■ EXERCISE ■
Each line below that includes "static" counts once; report the total and nothing more.

Collection entries:
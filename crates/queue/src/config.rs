use std::str::FromStr;
use std::time::Duration;

use validator::{Validate, ValidationError};

/// Default number of worker slots.
pub const DEFAULT_CORE_SIZE: usize = 3;

/// Default number of tasks that may wait for a slot.
pub const DEFAULT_QUEUE_SIZE: usize = 10;

/// Default bound on a single wait for the next backend status.
pub const DEFAULT_TASK_TIMEOUT_MINUTES: u64 = 5;

/// Upper bound on a single wait for the next backend status.
pub const MAX_TASK_TIMEOUT: Duration = Duration::from_secs(7 * 24 * 3600);

/// Errors raised while reading configuration.
#[derive(Debug, thiserror::Error)]
pub enum ConfigError {
    #[error("{key} must be a valid {expected}, got {value:?}")]
    Invalid {
        key: &'static str,
        value: String,
        expected: &'static str,
    },

    #[error("Invalid configuration: {0}")]
    Validation(#[from] validator::ValidationErrors),
}

/// Task queue sizing and timeouts.
///
/// Capacity is `core_size + queue_size`: up to `core_size` tasks run at
/// once and up to `queue_size` more wait for a slot.
#[derive(Debug, Clone, Validate)]
pub struct QueueConfig {
    #[validate(range(min = 1))]
    pub core_size: usize,
    pub queue_size: usize,
    /// Bound on one wait for the next backend status report.
    #[validate(custom(function = "validate_timeout"))]
    pub task_timeout: Duration,
}

impl Default for QueueConfig {
    fn default() -> Self {
        Self {
            core_size: DEFAULT_CORE_SIZE,
            queue_size: DEFAULT_QUEUE_SIZE,
            task_timeout: Duration::from_secs(DEFAULT_TASK_TIMEOUT_MINUTES * 60),
        }
    }
}

impl QueueConfig {
    /// Load configuration from environment variables with defaults.
    ///
    /// | Env Var                | Default |
    /// |------------------------|---------|
    /// | `TASK_QUEUE_CORE_SIZE` | `3`     |
    /// | `TASK_QUEUE_SIZE`      | `10`    |
    /// | `TASK_TIMEOUT_MINUTES` | `5`     |
    pub fn from_env() -> Result<Self, ConfigError> {
        Self::from_lookup(|key| std::env::var(key).ok())
    }

    /// Same as [`from_env`](Self::from_env) with a custom variable source.
    pub fn from_lookup(lookup: impl Fn(&str) -> Option<String>) -> Result<Self, ConfigError> {
        let core_size = parse_or(&lookup, "TASK_QUEUE_CORE_SIZE", DEFAULT_CORE_SIZE)?;
        let queue_size = parse_or(&lookup, "TASK_QUEUE_SIZE", DEFAULT_QUEUE_SIZE)?;
        let task_timeout =
            parse_minutes_or(&lookup, "TASK_TIMEOUT_MINUTES", DEFAULT_TASK_TIMEOUT_MINUTES)?;

        let config = Self {
            core_size,
            queue_size,
            task_timeout,
        };
        config.validate()?;
        Ok(config)
    }

    /// Total number of tasks that can be admitted at once.
    pub fn capacity(&self) -> usize {
        self.core_size + self.queue_size
    }
}

/// Parse `key` from `lookup`, falling back to `default` when unset or blank.
pub fn parse_or<T: FromStr>(
    lookup: &impl Fn(&str) -> Option<String>,
    key: &'static str,
    default: T,
) -> Result<T, ConfigError> {
    match lookup(key) {
        Some(raw) if !raw.trim().is_empty() => {
            raw.trim().parse().map_err(|_| ConfigError::Invalid {
                key,
                value: raw,
                expected: std::any::type_name::<T>(),
            })
        }
        _ => Ok(default),
    }
}

/// Parse a whole number of minutes from `key` into a [`Duration`].
pub fn parse_minutes_or(
    lookup: &impl Fn(&str) -> Option<String>,
    key: &'static str,
    default_minutes: u64,
) -> Result<Duration, ConfigError> {
    let minutes: u64 = parse_or(lookup, key, default_minutes)?;
    minutes
        .checked_mul(60)
        .map(Duration::from_secs)
        .ok_or_else(|| ConfigError::Invalid {
            key,
            value: minutes.to_string(),
            expected: "number of minutes",
        })
}

fn validate_timeout(timeout: &Duration) -> Result<(), ValidationError> {
    if timeout.is_zero() {
        return Err(ValidationError::new("task_timeout_zero"));
    }
    if *timeout > MAX_TASK_TIMEOUT {
        return Err(ValidationError::new("task_timeout_too_long"));
    }
    Ok(())
}

// ---------------------------------------------------------------------------
// Tests
// ---------------------------------------------------------------------------
//! Return codes, backend replies and submission results.
//!
//! [`ReturnCode`] values are stable numbers that callers match on; they
//! serialize as plain integers.

use serde::{Deserialize, Serialize};

use crate::error::CoreError;
use crate::types::TaskId;

/// Key of the property carrying the queue depth on an `IN_QUEUE` result.
pub const PROP_NUMBER_OF_QUEUES: &str = "numberOfQueues";

// ---------------------------------------------------------------------------
// ReturnCode
// ---------------------------------------------------------------------------

#[derive(Debug, Clone, Copy, PartialEq, Eq, Hash, Serialize, Deserialize)]
#[serde(into = "i32", try_from = "i32")]
pub enum ReturnCode {
    Success,
    NotFound,
    ValidationError,
    Failure,
    Existed,
    InQueue,
    QueueRejected,
    BannedPrompt,
}

impl ReturnCode {
    pub fn code(self) -> i32 {
        match self {
            ReturnCode::Success => 1,
            ReturnCode::NotFound => 3,
            ReturnCode::ValidationError => 4,
            ReturnCode::Failure => 9,
            ReturnCode::Existed => 21,
            ReturnCode::InQueue => 22,
            ReturnCode::QueueRejected => 23,
            ReturnCode::BannedPrompt => 24,
        }
    }
}

impl From<ReturnCode> for i32 {
    fn from(code: ReturnCode) -> Self {
        code.code()
    }
}

impl TryFrom<i32> for ReturnCode {
    type Error = CoreError;

    fn try_from(value: i32) -> Result<Self, Self::Error> {
        match value {
            1 => Ok(ReturnCode::Success),
            3 => Ok(ReturnCode::NotFound),
            4 => Ok(ReturnCode::ValidationError),
            9 => Ok(ReturnCode::Failure),
            21 => Ok(ReturnCode::Existed),
            22 => Ok(ReturnCode::InQueue),
            23 => Ok(ReturnCode::QueueRejected),
            24 => Ok(ReturnCode::BannedPrompt),
            other => Err(CoreError::Validation(format!("Unknown return code {other}"))),
        }
    }
}

// ---------------------------------------------------------------------------
// Message
// ---------------------------------------------------------------------------

/// Reply of a backend submission call: a code plus a human-readable
/// description.
#[derive(Debug, Clone, PartialEq, Eq, Serialize, Deserialize)]
pub struct Message {
    pub code: ReturnCode,
    pub description: String,
}

impl Message {
    pub fn of(code: ReturnCode, description: impl Into<String>) -> Self {
        Self {
            code,
            description: description.into(),
        }
    }

    pub fn success() -> Self {
        Self::of(ReturnCode::Success, "Success")
    }

    pub fn failure(description: impl Into<String>) -> Self {
        Self::of(ReturnCode::Failure, description)
    }

    pub fn is_success(&self) -> bool {
        self.code == ReturnCode::Success
    }
}

// ---------------------------------------------------------------------------
// SubmitResult
// ---------------------------------------------------------------------------

/// Outcome of handing a task to the queue.
///
/// Exactly one of: accepted and running ([`ReturnCode::Success`]), accepted
/// and waiting ([`ReturnCode::InQueue`]), rejected because the queue is full
/// ([`ReturnCode::QueueRejected`]), or a generic [`ReturnCode::Failure`].
#[derive(Debug, Clone, PartialEq, Serialize, Deserialize)]
pub struct SubmitResult {
    pub code: ReturnCode,
    pub description: String,
    /// Id of the accepted task.
    pub result: Option<TaskId>,
    #[serde(default)]
    pub properties: serde_json::Map<String, serde_json::Value>,
}

impl SubmitResult {
    fn of(code: ReturnCode, description: impl Into<String>, result: Option<TaskId>) -> Self {
        Self {
            code,
            description: description.into(),
            result,
            properties: serde_json::Map::new(),
        }
    }

    /// The task took a free worker slot.
    pub fn accepted(task_id: TaskId) -> Self {
        Self::of(ReturnCode::Success, "Submitted successfully", Some(task_id))
    }

    /// The task waits behind `ahead` other queued tasks.
    pub fn queued(task_id: TaskId, ahead: usize) -> Self {
        let mut result = Self::of(
            ReturnCode::InQueue,
            format!("In queue, {ahead} task(s) ahead"),
            Some(task_id),
        );
        result
            .properties
            .insert(PROP_NUMBER_OF_QUEUES.to_string(), serde_json::json!(ahead));
        result
    }

    pub fn rejected() -> Self {
        Self::of(
            ReturnCode::QueueRejected,
            "Queue is full, please try again later",
            None,
        )
    }

    pub fn failure(description: impl Into<String>) -> Self {
        Self::of(ReturnCode::Failure, description, None)
    }

    /// `true` when the task was admitted, either running or queued.
    pub fn is_accepted(&self) -> bool {
        matches!(self.code, ReturnCode::Success | ReturnCode::InQueue)
    }

    /// Queue depth reported on an `IN_QUEUE` result.
    pub fn tasks_ahead(&self) -> Option<usize> {
        self.properties
            .get(PROP_NUMBER_OF_QUEUES)
            .and_then(|v| v.as_u64())
            .map(|n| n as usize)
    }
}

// ---------------------------------------------------------------------------
// Tests
// ---------------------------------------------------------------------------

■ RESULT FOR THIS TASK ■
4